(Requirement): Look for "await" in each line of the entries, and return the matching lines.

++++++

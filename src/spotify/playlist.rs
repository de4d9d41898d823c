use crate::{
    Res, translator,
    types::Ref,
    utils::{self, TRACK_ITEMS},
};

use super::{CatalogClient, Link, LinkKind};

/// Lists the tracks of a playlist as browse entries.
///
/// Accepts `spotify:playlist:<id>` and `spotify:user:<owner>:playlist:<id>`.
/// Unplayable tracks are left out. A logged out client, a URI that is not a
/// playlist, or a playlist the catalog does not know all give an empty list.
///
/// # Example
///
/// ```
/// let refs = lookup_items(&client, "spotify:playlist:37i9dQZF1DXcBWIGoYBM5M").await?;
/// for r in refs {
///     println!("{} {}", r.uri, r.name);
/// }
/// ```
pub async fn lookup_items(client: &dyn CatalogClient, uri: &str) -> Res<Vec<Ref>> {
    if !client.logged_in() {
        return Ok(Vec::new());
    }

    let link = match Link::from_uri(uri) {
        Ok(link) if link.kind == LinkKind::Playlist => link,
        Ok(link) => {
            tracing::info!("Failed to lookup {:?}: {} is not a playlist", uri, link.kind);
            return Ok(Vec::new());
        }
        Err(e) => {
            tracing::info!("Failed to lookup {:?}: {}", uri, e);
            return Ok(Vec::new());
        }
    };

    let Some(playlist) = client.get_playlist(&link).await? else {
        tracing::debug!("Playlist {:?} not found", link.uri);
        return Ok(Vec::new());
    };

    Ok(translator::to_track_refs(
        utils::items_at(&playlist, TRACK_ITEMS),
        true,
    ))
}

++++++

(Answer to the problem):
/// let refs = lookup_items(&client, "spotify:playlist:37i9dQZF1DXcBWIGoYBM5M").await?;
    let Some(playlist) = client.get_playlist(&link).await? else {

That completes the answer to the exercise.